## [TASK TO COMPLETE]
Check every line in the listing below for "Result". Copy the ones where it occurs.
■ ■ ■ ■
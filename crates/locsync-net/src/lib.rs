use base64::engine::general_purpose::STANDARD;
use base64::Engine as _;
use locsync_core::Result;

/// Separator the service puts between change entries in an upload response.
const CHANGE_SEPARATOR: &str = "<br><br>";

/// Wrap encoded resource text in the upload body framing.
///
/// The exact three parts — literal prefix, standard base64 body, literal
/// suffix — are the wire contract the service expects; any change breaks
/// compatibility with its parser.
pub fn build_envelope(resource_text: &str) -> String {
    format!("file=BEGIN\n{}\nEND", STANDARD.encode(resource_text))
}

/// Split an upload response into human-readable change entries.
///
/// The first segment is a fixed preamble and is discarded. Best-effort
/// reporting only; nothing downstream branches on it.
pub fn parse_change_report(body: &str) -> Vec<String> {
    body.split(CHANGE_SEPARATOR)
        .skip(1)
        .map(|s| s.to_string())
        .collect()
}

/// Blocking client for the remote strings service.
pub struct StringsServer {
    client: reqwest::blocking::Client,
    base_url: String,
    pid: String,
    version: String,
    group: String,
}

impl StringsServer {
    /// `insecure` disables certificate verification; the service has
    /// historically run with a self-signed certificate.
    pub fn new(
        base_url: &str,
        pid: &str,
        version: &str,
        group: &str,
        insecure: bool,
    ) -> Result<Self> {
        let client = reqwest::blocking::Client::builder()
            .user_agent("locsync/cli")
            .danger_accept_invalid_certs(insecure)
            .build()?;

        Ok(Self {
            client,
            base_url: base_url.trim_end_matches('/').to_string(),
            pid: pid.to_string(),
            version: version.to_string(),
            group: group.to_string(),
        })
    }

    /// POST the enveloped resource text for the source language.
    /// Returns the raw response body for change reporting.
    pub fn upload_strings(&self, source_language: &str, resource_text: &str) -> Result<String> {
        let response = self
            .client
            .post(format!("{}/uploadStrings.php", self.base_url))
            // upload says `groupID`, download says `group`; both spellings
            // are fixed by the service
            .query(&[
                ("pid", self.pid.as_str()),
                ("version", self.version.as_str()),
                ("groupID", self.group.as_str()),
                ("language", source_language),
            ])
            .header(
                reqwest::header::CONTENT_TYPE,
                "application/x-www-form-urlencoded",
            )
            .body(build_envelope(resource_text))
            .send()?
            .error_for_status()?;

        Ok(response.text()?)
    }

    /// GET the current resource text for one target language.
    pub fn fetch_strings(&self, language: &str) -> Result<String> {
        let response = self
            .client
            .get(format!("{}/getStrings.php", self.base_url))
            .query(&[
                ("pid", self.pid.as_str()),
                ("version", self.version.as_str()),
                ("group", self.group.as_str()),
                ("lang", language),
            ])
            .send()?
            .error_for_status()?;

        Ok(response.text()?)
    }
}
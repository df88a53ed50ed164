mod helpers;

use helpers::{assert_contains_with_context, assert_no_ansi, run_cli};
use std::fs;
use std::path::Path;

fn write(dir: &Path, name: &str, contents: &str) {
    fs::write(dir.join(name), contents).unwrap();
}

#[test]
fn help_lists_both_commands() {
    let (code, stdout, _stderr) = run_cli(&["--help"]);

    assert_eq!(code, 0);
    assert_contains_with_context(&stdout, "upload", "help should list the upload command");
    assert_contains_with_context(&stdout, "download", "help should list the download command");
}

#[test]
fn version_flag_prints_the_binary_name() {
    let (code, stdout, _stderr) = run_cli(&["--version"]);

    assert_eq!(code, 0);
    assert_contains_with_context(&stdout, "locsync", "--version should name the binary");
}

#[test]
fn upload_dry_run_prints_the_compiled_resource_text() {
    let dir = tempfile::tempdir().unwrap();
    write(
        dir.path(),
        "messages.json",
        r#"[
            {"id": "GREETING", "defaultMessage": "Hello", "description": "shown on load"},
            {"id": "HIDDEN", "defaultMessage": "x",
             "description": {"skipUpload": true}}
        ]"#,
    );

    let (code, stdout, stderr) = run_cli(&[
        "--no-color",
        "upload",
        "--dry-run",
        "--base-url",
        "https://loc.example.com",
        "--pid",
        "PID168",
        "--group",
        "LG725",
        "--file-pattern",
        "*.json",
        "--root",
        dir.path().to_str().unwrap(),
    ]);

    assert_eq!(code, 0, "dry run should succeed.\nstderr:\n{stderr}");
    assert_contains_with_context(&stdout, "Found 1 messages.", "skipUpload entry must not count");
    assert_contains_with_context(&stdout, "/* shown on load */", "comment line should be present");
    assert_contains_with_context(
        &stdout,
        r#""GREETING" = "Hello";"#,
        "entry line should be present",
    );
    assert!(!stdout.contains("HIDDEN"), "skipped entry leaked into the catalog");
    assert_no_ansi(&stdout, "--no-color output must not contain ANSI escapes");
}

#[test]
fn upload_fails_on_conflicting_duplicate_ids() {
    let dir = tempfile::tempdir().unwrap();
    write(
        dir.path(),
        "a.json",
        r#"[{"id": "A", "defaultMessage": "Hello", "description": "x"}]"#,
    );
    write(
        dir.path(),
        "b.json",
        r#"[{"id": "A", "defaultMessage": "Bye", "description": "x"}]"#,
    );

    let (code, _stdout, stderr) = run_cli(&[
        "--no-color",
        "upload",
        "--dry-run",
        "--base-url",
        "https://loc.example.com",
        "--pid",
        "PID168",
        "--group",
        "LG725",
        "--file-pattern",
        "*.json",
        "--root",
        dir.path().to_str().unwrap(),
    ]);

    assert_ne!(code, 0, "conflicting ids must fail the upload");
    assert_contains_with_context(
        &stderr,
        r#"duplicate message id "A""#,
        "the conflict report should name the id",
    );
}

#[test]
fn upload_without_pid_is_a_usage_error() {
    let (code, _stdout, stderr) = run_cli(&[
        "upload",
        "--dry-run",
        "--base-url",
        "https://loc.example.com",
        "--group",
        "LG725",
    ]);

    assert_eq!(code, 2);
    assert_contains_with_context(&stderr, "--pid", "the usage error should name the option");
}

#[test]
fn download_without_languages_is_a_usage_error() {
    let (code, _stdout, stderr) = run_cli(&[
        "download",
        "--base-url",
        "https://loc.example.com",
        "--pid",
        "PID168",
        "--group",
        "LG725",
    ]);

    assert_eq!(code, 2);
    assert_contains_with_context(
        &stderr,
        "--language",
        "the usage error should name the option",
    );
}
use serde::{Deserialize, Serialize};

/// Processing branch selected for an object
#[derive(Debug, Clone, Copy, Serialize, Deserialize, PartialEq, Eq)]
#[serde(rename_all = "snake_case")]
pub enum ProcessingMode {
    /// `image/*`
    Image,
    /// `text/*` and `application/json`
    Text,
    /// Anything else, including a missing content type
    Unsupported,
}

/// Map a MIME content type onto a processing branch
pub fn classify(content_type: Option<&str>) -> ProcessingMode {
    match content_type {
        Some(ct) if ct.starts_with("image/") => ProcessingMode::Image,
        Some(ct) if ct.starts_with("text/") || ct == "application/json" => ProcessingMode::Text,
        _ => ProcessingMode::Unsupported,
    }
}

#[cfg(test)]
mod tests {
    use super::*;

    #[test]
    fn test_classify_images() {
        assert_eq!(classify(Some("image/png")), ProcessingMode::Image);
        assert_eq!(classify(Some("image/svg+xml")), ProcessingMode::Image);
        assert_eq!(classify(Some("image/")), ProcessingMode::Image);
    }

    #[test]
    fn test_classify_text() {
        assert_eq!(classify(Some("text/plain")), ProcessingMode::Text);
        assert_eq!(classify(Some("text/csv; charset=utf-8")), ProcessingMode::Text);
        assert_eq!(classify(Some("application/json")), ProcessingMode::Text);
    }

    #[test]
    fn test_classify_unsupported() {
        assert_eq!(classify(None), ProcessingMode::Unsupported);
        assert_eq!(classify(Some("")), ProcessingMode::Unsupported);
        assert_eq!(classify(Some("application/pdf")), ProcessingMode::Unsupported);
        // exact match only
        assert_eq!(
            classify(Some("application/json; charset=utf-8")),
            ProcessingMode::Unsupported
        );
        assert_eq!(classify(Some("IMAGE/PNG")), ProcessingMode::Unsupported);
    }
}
■ ■ ■ ■
## [ANSWER BOX]
use locsync_core::Result;
    ) -> Result<Self> {
    pub fn upload_strings(&self, source_language: &str, resource_text: &str) -> Result<String> {
    pub fn fetch_strings(&self, language: &str) -> Result<String> {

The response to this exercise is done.